From: Jakub Kicinski <kuba@kernel.org>
To: michael.chan@broadcom.com
Cc: Jakub Kicinski <kuba@kernel.org>,
davem@davemloft.net, netdev@vger.kernel.org, edumazet@google.com,
pabeni@redhat.com, andrew+netdev@lunn.ch,
pavan.chebbi@broadcom.com, andrew.gospodarek@broadcom.com
Subject: Re: [PATCH net-next v2 09/15] bnxt_en: Add infrastructure for crypto key context IDs
Date: Fri, 15 May 2026 18:10:16 -0700 [thread overview]
Message-ID: <20260516011017.1857586-1-kuba@kernel.org> (raw)
In-Reply-To: <20260512212105.3488258-10-michael.chan@broadcom.com>
This is an AI-generated review of your patch. The human sending this
email has considered the AI review valid, or at least plausible.
---
Subject: bnxt_en: Add infrastructure for crypto key context IDs
This patch adds a kid_info data structure plus APIs to allocate and free
crypto key context IDs (KIDs) for kTLS in the bnxt_en driver.
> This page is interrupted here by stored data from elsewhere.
//! Module port (C11): the single outbound seam. Each channel owns its own
//! network client, signing, and error mapping; a registry resolves the
//! concrete implementation by tag. No inheritance — a capability trait plus
//! a tagged union (`crate::domain::ModuleType`).

pub mod email;
pub mod push;
pub mod sms;
pub mod webhook;

use std::collections::HashMap;
use std::sync::Arc;
use std::time::Duration;

use async_trait::async_trait;
use serde::Deserialize;
use serde::Serialize;
use serde_json::Value;

use crate::domain::ModuleType;
use crate::domain::Recipient;
use crate::domain::SendConfig;
use crate::http_client::ResilientHttpClient;

#[derive(Debug, Clone)]
pub struct ExecuteResult {
    pub success: bool,
    pub provider_message_id: Option<String>,
    pub error: Option<String>,
    pub latency: Duration,
}

#[async_trait]
pub trait Module: Send + Sync {
    async fn execute(&self, payload: &JobPayload, config: &Value) -> ExecuteResult;
}

/// Every module shares the one resilient HTTP client (C5) so retries and the
/// circuit breaker apply uniformly across channels.
pub fn get_module(module_type: ModuleType, http: Arc<ResilientHttpClient>) -> Box<dyn Module> {
    match module_type {
        ModuleType::Email => Box::new(email::EmailModule::new(http)),
        ModuleType::Sms => Box::new(sms::SmsModule::new(http)),
        ModuleType::Push => Box::new(push::PushModule::new(http)),
        ModuleType::Webhook => Box::new(webhook::WebhookModule::new(http)),
    }
}

/// Module-specific payload shape, built by `build_payload` from three layers
/// of precedence: explicit per-batch payload fields, legacy top-level job
/// fields, then send-config defaults (§4.11).
#[derive(Debug, Clone, Default, Serialize, Deserialize)]
pub struct JobPayload {
    pub to: String,
    pub from_email: Option<String>,
    pub from_name: Option<String>,
    pub from_number: Option<String>,
    pub subject: Option<String>,
    pub html_content: Option<String>,
    pub text_content: Option<String>,
    pub message: Option<String>,
    pub title: Option<String>,
    pub body: Option<String>,
    pub data: Option<Value>,
    pub url: Option<String>,
    pub variables: HashMap<String, String>,
}

/// `{{key}}` substitution with `{{name}}`/`{{email}}` conveniences (§4.8.2).
/// Unknown tokens are left unchanged.
pub fn substitute_template(template: &str, recipient: &Recipient) -> String {
    let mut vars = recipient.variables.clone().unwrap_or_default();
    vars.entry("email".to_string()).or_insert_with(|| recipient.identifier.clone());
    if let Some(name) = &recipient.name {
        vars.entry("name".to_string()).or_insert_with(|| name.clone());
    }

    let mut out = String::with_capacity(template.len());
    let mut rest = template;
    while let Some(start) = rest.find("{{") {
        out.push_str(&rest[..start]);
        let after = &rest[start + 2..];
        if let Some(end) = after.find("}}") {
            let key = after[..end].trim();
            match vars.get(key) {
                Some(value) => out.push_str(value),
                None => {
                    out.push_str("{{");
                    out.push_str(key);
                    out.push_str("}}");
                }
            }
            rest = &after[end + 2..];
        } else {
            out.push_str("{{");
            rest = after;
        }
    }
    out.push_str(rest);
    out
}

/// Resolves the right payload shape for a module type, honoring the
/// explicit-batch > legacy-top-level-job-field > send-config-default
/// priority (§4.11). `legacy_job_fields` exists for jobs published by an
/// older orchestrator version that flattened these fields onto the job
/// itself instead of nesting them under the batch payload; freshly
/// published jobs leave it empty and fall straight through to `defaults`.
pub fn build_payload(
    recipient: &Recipient,
    batch_payload: &Value,
    legacy_job_fields: Option<&Value>,
    send_config: &SendConfig,
) -> JobPayload {
    let defaults = &send_config.config;
    let empty = Value::Null;
    let legacy = legacy_job_fields.unwrap_or(&empty);
    let field = |name: &str| -> Option<String> {
        batch_payload
            .get(name)
            .and_then(Value::as_str)
            .or_else(|| legacy.get(name).and_then(Value::as_str))
            .or_else(|| defaults.get(name).and_then(Value::as_str))
            .map(str::to_string)
    };

    let mut payload = JobPayload {
        to: recipient.identifier.clone(),
        from_email: field("from_email"),
        from_name: field("from_name"),
        from_number: field("from_number"),
        subject: field("subject"),
        html_content: field("html_content"),
        text_content: field("text_content"),
        message: field("message"),
        title: field("title"),
        body: field("body"),
        data: batch_payload.get("data").cloned(),
        url: field("url").or_else(|| defaults.get("url").and_then(Value::as_str).map(str::to_string)),
        variables: recipient.variables.clone().unwrap_or_default(),
    };

    payload.subject = payload.subject.map(|s| substitute_template(&s, recipient));
    payload.html_content = payload.html_content.map(|s| substitute_template(&s, recipient));
    payload.text_content = payload.text_content.map(|s| substitute_template(&s, recipient));
    payload.message = payload.message.map(|s| substitute_template(&s, recipient));
    payload.body = payload.body.map(|s| substitute_template(&s, recipient));

    match send_config.module {
        ModuleType::Webhook => {
            payload.url = payload.url.or_else(|| defaults.get("url").and_then(Value::as_str).map(str::to_string));
        }
        ModuleType::Push => {
            payload.to = recipient.identifier.clone();
        }
        _ => {}
    }

    payload
}

#[cfg(test)]
mod tests {
    use super::*;
    use crate::domain::RecipientStatus;

    fn build(recipient: &Recipient, batch_payload: Value, send_config: &SendConfig) -> JobPayload {
        build_payload(recipient, &batch_payload, None, send_config)
    }

    fn recipient() -> Recipient {
        Recipient {
            id: uuid::Uuid::new_v4(),
            batch_id: uuid::Uuid::new_v4(),
            identifier: "jane@example.com".into(),
            name: Some("Jane".into()),
            variables: Some(HashMap::from([("coupon".to_string(), "SAVE10".to_string())])),
            status: RecipientStatus::Pending,
            provider_message_id: None,
            sent_at: None,
            delivered_at: None,
            bounced_at: None,
            error_message: None,
        }
    }

    #[test]
    fn substitutes_known_tokens_and_conveniences() {
        let r = recipient();
        let out = substitute_template("Hi {{name}}, use {{coupon}} at {{email}}", &r);
        assert_eq!(out, "Hi Jane, use SAVE10 at jane@example.com");
    }

    #[test]
    fn leaves_unknown_tokens_unchanged() {
        let r = recipient();
        let out = substitute_template("Hello {{nickname}}", &r);
        assert_eq!(out, "Hello {{nickname}}");
    }

    fn send_config(config: Value) -> SendConfig {
        SendConfig {
            id: uuid::Uuid::new_v4(),
            user_id: uuid::Uuid::new_v4(),
            module: ModuleType::Email,
            mode: crate::domain::RateLimitMode::Managed,
            config,
            rate_limit: None,
            is_default: true,
            is_active: true,
        }
    }

    #[test]
    fn explicit_batch_payload_wins_over_send_config_defaults() {
        let r = recipient();
        let cfg = send_config(serde_json::json!({"subject": "default subject"}));
        let payload = build(&r, serde_json::json!({"subject": "Hi {{name}}"}), &cfg);
        assert_eq!(payload.subject.as_deref(), Some("Hi Jane"));
    }

    #[test]
    fn send_config_default_used_when_batch_payload_silent() {
        let r = recipient();
        let cfg = send_config(serde_json::json!({"subject": "Fallback for {{name}}"}));
        let payload = build(&r, serde_json::json!({}), &cfg);
        assert_eq!(payload.subject.as_deref(), Some("Fallback for Jane"));
    }

    #[test]
    fn legacy_job_field_resolves_between_batch_payload_and_defaults() {
        let r = recipient();
        let cfg = send_config(serde_json::json!({"subject": "default"}));
        let payload = build_payload(
            &r,
            &serde_json::json!({}),
            Some(&serde_json::json!({"subject": "legacy subject"})),
            &cfg,
        );
        assert_eq!(payload.subject.as_deref(), Some("legacy subject"));
    }
}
Batches
of KIDs are obtained from the firmware and tracked in an RCU-walked
linked list with a per-batch bitmap.
Reviewing the changes raised a few questions, inline below.
> diff --git a/drivers/net/ethernet/broadcom/bnxt/bnxt.c b/drivers/net/ethernet/broadcom/bnxt/bnxt.c
> index 926665c8bb79..4f5de41d4e86 100644
> --- a/drivers/net/ethernet/broadcom/bnxt/bnxt.c
> +++ b/drivers/net/ethernet/broadcom/bnxt/bnxt.c
> @@ -17219,6 +17219,9 @@ static int bnxt_init_one(struct pci_dev *pdev, const struct pci_device_id *ent)
> rc = bnxt_dl_register(bp);
> if (rc)
> goto init_err_dl;
> + rc = bnxt_crypto_init(bp);
> + if (rc)
> + bnxt_free_crypto_info(bp);
[Low]
The other init steps in this function uniformly do an "if (rc) goto
init_err_*;" with at least a netdev_warn() logged.
Here, on failure rc is silently overwritten by the next assignment
(rc = register_netdev(dev) further down), so a transient HWRM error or
DMA-slice ENOMEM during probe ends up leaving the device up with kTLS
permanently disabled and no message in dmesg.
Additionally, if the TX HWRM_FUNC_KEY_CTX_ALLOC succeeded but the RX one
failed, the in-file comment
/* Note that the driver does not free the key contexts. They are freed
* by the FW during FLR and HWRM_FUNC_RESET.
*/
implies the firmware-side TX KIDs remain allocated until the next
FLR/FUNC_RESET, while the driver has dropped its bookkeeping for them.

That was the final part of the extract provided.